Focusing on real ‘comfort food’ will improve your outcomes
By David Dunaief, M.D.
I think it’s fair to say that our world has been radically altered by the current COVID-19 pandemic. If you are at home weathering this storm, it can feel like you are in a literal silo.
So naturally, we need to find things that make us feel “better.” Many of us reach for food to help comfort us. Guess which food item has had the largest sales increase in the U.S. from 2019. Here is a hint: it’s not broccoli. It’s frozen cookie dough, where sales are up 454 percent (1).
But there is a difference between food that comforts just the mind and food that comforts both the mind and the body. What is the difference? Let’s look at two recent examples from my clinical practice.
Food that comforts the mind and body
First, let’s look at the results of a 71-year-old male who stopped eating out during COVID-19, like so many of us. Apparently, for this patient, eating out meant indiscretions with his diet. While at home, there was less temptation to stray from his dietary intentions. The results speak for themselves.
In a month, his nutrient level improved, measured using serum beta carotene levels. His inflammation, measured by c-reactive protein (CRP), was reduced 40 percent. What is the importance of inflammation? It is the potential basis for many of the chronic diseases that are rampant in the U.S. (2).
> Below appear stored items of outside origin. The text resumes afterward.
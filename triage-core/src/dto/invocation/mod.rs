//! Invocation DTOs exchanged with the hosting runtime

use serde::{Deserialize, Serialize};

use crate::domain::invocation::InvocationResult;

/// Response document posted back for a successful invocation
///
/// `body` is itself a JSON string of `{ analysis, actionTaken }`.
#[derive(Debug, Clone, PartialEq, Eq, Serialize, Deserialize)]
#[serde(rename_all = "camelCase")]
pub struct InvocationResponse {
    pub status_code: u16,
    pub body: String,
}

#[derive(Debug, Serialize, Deserialize)]
#[serde(rename_all = "camelCase")]
struct ResponseBody {
    analysis: String,
    action_taken: String,
}

impl From<&InvocationResult> for InvocationResponse {
    fn from(result: &InvocationResult) -> Self {
        let body = serde_json::json!({
            "analysis": result.analysis,
            "actionTaken": result.action_taken,
        });

        Self {
            status_code: result.status_code,
            body: body.to_string(),
        }
    }
}

impl InvocationResponse {
    /// Recovers the structured result from the encoded body
    pub fn to_result(&self) -> Result<InvocationResult, serde_json::Error> {
        let body: ResponseBody = serde_json::from_str(&self.body)?;
        Ok(InvocationResult {
            status_code: self.status_code,
            analysis: body.analysis,
            action_taken: body.action_taken,
        })
    }
}

/// Error document posted back when an invocation aborts
#[derive(Debug, Clone, PartialEq, Eq, Serialize, Deserialize)]
#[serde(rename_all = "camelCase")]
pub struct InvocationError {
    pub error_message: String,
    pub error_type: String,
}

impl InvocationError {
    pub fn new(error_type: impl Into<String>, error_message: impl Into<String>) -> Self {
        Self {
            error_message: error_message.into(),
            error_type: error_type.into(),
        }
    }
}

#[cfg(test)]
mod tests {
    use super::*;
    use crate::domain::analysis::{AnalysisResult, RemediationVerdict};

    #[test]
    fn test_response_wire_shape() {
        let result = InvocationResult::emit(
            AnalysisResult::new("Severity: high, restart recommended"),
            RemediationVerdict::Remediate,
        );

        let response = InvocationResponse::from(&result);
        let wire = serde_json::to_value(&response).unwrap();

        assert_eq!(wire["statusCode"], 200);
        let body: serde_json::Value =
            serde_json::from_str(wire["body"].as_str().unwrap()).unwrap();
        assert_eq!(body["analysis"], "Severity: high, restart recommended");
        assert_eq!(body["actionTaken"], "action taken");

        assert_eq!(response.to_result().unwrap(), result);
    }

    #[test]
    fn test_error_wire_shape() {
        let error = InvocationError::new("DecodeError", "record 0: bad");
        let wire = serde_json::to_value(&error).unwrap();
        assert_eq!(wire["errorType"], "DecodeError");
        assert_eq!(wire["errorMessage"], "record 0: bad");
    }
}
His kidney function increased by about 14 percent with an increase in his glomerular filtration rate (GFR), which helps remove waste from the kidney, from 51 to 58. This patient, who suffers from gout, also found his uric acid dropped. Finally, and most importantly, his symptoms improved, and he garnered more energy. He described himself as enjoying food more.
I am not suggesting you don’t order out, but do it wisely. Diametrically opposed is our second example.
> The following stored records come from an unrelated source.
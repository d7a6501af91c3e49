//! Runner configuration
//!
//! Defines the endpoints of every external capability, the pipeline's fixed
//! parameters (model, knowledge base location, remediation target) and the
//! invocation limits.

use std::time::Duration;

use triage_core::dto::model::InferenceParameters;

/// Runner configuration
#[derive(Debug, Clone)]
pub struct Config {
    /// Hosting runtime API base URL
    pub runtime_api_url: String,

    /// Reasoning model identifier
    pub model_id: String,

    /// Storage container holding the knowledge base
    pub knowledge_base_bucket: String,

    /// Object key of the knowledge base document
    pub knowledge_base_key: String,

    /// Compute resource terminated on a remediation verdict
    pub instance_id: String,

    pub model_endpoint: String,
    pub storage_endpoint: String,
    pub compute_endpoint: String,

    /// Use the streamed model endpoint instead of the single-shot one
    pub model_streaming: bool,

    /// Fixed sampling parameters
    pub inference: InferenceParameters,

    /// Upper bound on one invocation when the runtime sends no deadline
    pub invocation_timeout: Duration,

    /// Number of invocations handled concurrently
    pub max_concurrency: usize,

    /// Postgres URL for the remediation ledger; in-memory ledger when unset
    pub database_url: Option<String>,
}

impl Config {
    /// Creates a new configuration with defaults
    pub fn new(
        runtime_api_url: String,
        model_id: String,
        knowledge_base_bucket: String,
        instance_id: String,
    ) -> Self {
        Self {
            runtime_api_url,
            model_id,
            knowledge_base_bucket,
            knowledge_base_key: "knowledge_base.json".to_string(),
            instance_id,
            model_endpoint: "http://localhost:9001".to_string(),
            storage_endpoint: "http://localhost:9002".to_string(),
            compute_endpoint: "http://localhost:9003".to_string(),
            model_streaming: true,
            inference: InferenceParameters::default(),
            invocation_timeout: Duration::from_secs(120),
            max_concurrency: 1,
            database_url: None,
        }
    }

    /// Creates configuration from environment variables
    ///
    /// Expected environment variables:
    /// - RUNTIME_API_URL (required)
    /// - MODEL_ID (required)
    /// - KNOWLEDGE_BASE_BUCKET (required)
    /// - INSTANCE_ID (required)
    /// - KNOWLEDGE_BASE_KEY (optional, default: knowledge_base.json)
    /// - MODEL_ENDPOINT / STORAGE_ENDPOINT / COMPUTE_ENDPOINT (optional)
    /// - MODEL_STREAMING (optional, default: true)
    /// - MAX_TOKENS (optional, default: 100)
    /// - TEMPERATURE (optional, default: 0.7)
    /// - INVOCATION_TIMEOUT (optional, seconds, default: 120)
    /// - MAX_CONCURRENCY (optional, default: 1)
    /// - DATABASE_URL (optional)
    pub fn from_env() -> anyhow::Result<Self> {
        Self::from_lookup(|key| std::env::var(key).ok())
    }

    /// Builds the configuration from any key/value source
    pub fn from_lookup(lookup: impl Fn(&str) -> Option<String>) -> anyhow::Result<Self> {
        let required = |key: &str| {
            lookup(key).ok_or_else(|| anyhow::anyhow!("{} environment variable not set", key))
        };

        let mut config = Self::new(
            required("RUNTIME_API_URL")?,
            required("MODEL_ID")?,
            required("KNOWLEDGE_BASE_BUCKET")?,
            required("INSTANCE_ID")?,
        );

        if let Some(key) = lookup("KNOWLEDGE_BASE_KEY") {
            config.knowledge_base_key = key;
        }
        if let Some(url) = lookup("MODEL_ENDPOINT") {
            config.model_endpoint = url;
        }
        if let Some(url) = lookup("STORAGE_ENDPOINT") {
            config.storage_endpoint = url;
        }
        if let Some(url) = lookup("COMPUTE_ENDPOINT") {
            config.compute_endpoint = url;
        }

        config.model_streaming = lookup("MODEL_STREAMING")
            .and_then(|s| s.parse::<bool>().ok())
            .unwrap_or(config.model_streaming);

        config.inference.max_tokens = lookup("MAX_TOKENS")
            .and_then(|s| s.parse::<u32>().ok())
            .unwrap_or(config.inference.max_tokens);

        config.inference.temperature = lookup("TEMPERATURE")
            .and_then(|s| s.parse::<f32>().ok())
            .unwrap_or(config.inference.temperature);

        config.invocation_timeout = lookup("INVOCATION_TIMEOUT")
            .and_then(|s| s.parse::<u64>().ok())
            .map(Duration::from_secs)
            .unwrap_or(config.invocation_timeout);

        config.max_concurrency = lookup("MAX_CONCURRENCY")
            .and_then(|s| s.parse::<usize>().ok())
            .unwrap_or(config.max_concurrency);

        config.database_url = lookup("DATABASE_URL").filter(|url| !url.is_empty());

        Ok(config)
    }

    /// Validates the configuration
    pub fn validate(&self) -> anyhow::Result<()> {
        for (name, value) in [
            ("model_id", &self.model_id),
            ("knowledge_base_bucket", &self.knowledge_base_bucket),
            ("knowledge_base_key", &self.knowledge_base_key),
            ("instance_id", &self.instance_id),
        ] {
            if value.is_empty() {
                anyhow::bail!("{} cannot be empty", name);
            }
        }

        for (name, url) in [
            ("runtime_api_url", &self.runtime_api_url),
            ("model_endpoint", &self.model_endpoint),
            ("storage_endpoint", &self.storage_endpoint),
            ("compute_endpoint", &self.compute_endpoint),
        ] {
            if !url.starts_with("http://") && !url.starts_with("https://") {
                anyhow::bail!("{} must start with http:// or https://", name);
            }
        }

        if self.invocation_timeout.is_zero() {
            anyhow::bail!("invocation_timeout must be greater than 0");
        }

        if self.max_concurrency == 0 {
            anyhow::bail!("max_concurrency must be greater than 0");
        }

        if self.inference.max_tokens == 0 {
            anyhow::bail!("max_tokens must be greater than 0");
        }

        if !(0.0..=1.0).contains(&self.inference.temperature) {
            anyhow::bail!("temperature must be between 0 and 1");
        }

        Ok(())
    }
}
Food that comforts the mind only
This 72-year-old female decided to embrace ultra-processed foods, adding cookies, cakes and sour-dough breads to her diet. Her kidney function decreased by more than 15 percent, with the GFR shifting from 88 to 63. Her inflammation, measured by CRP, went up by 75 percent. Her LDL, “bad cholesterol,” increased by more than 20 percent. Her allergy symptoms worsened. She described herself as more sluggish and, to boot, she gained five pounds.
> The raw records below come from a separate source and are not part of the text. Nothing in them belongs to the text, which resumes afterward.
//! Invocation result domain type

use serde::{Deserialize, Serialize};

use crate::domain::analysis::{AnalysisResult, RemediationVerdict};

/// Status code of every invocation that reaches the emitter
pub const SUCCESS_STATUS: u16 = 200;

pub const ACTION_TAKEN: &str = "action taken";
pub const NO_ACTION_REQUIRED: &str = "no action required";

/// Externally visible outcome of one pipeline run
#[derive(Debug, Clone, PartialEq, Eq, Serialize, Deserialize)]
#[serde(rename_all = "camelCase")]
pub struct InvocationResult {
    pub status_code: u16,
    pub analysis: String,
    pub action_taken: String,
}

impl InvocationResult {
    /// Builds the result once the verdict has been acted on
    pub fn emit(analysis: AnalysisResult, verdict: RemediationVerdict) -> Self {
        let action_taken = match verdict {
            RemediationVerdict::Remediate => ACTION_TAKEN,
            RemediationVerdict::NoAction => NO_ACTION_REQUIRED,
        };

        Self {
            status_code: SUCCESS_STATUS,
            analysis: analysis.into_string(),
            action_taken: action_taken.to_string(),
        }
    }
}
What makes these examples even more interesting is that both patients are deemed in the high-risk category for getting severe COVID-19 and being hospitalized. COVID-19 is associated with elevated CRP, which may increase the risk for more lung lesions and the risk of severe disease (3).
What is the moral of the story? Use this time to focus on foods that comfort both the mind and the body. Make food work for you and against the common enemies of COVID-19 and chronic diseases that are putting people at higher risk for viruses.
What about exercise?
Just because we are cooped up indoors most of the time does not mean we can’t exercise. Time and again, exercise benefits have been shown. Yet, we are sitting more and, with social distancing, we have less incentive to go outside or opportunities to socialize, go to the gym or do many of our usual activities.
However, not to fret. There was a recent small study with eight volunteers equally split between men and women. Results showed that four-minute intervals of exercise throughout the day that interrupted continuous sitting led to a substantial improvement in triglycerides and metabolized more fat after high-fat meals the next day, compared to continuous sitting for eight hours uninterrupted and then eating a high fat meal the next day (4).
The participants used a stationary bike, exercising intensely for four seconds and then resting for 45 seconds, repeating the sequence five times in a row. They completed this four-minute sequence once an hour for eight hours. Their daily intense exercise totaled 160 seconds. This bodes well for very short bursts of exercise rather than sitting for long periods without movement.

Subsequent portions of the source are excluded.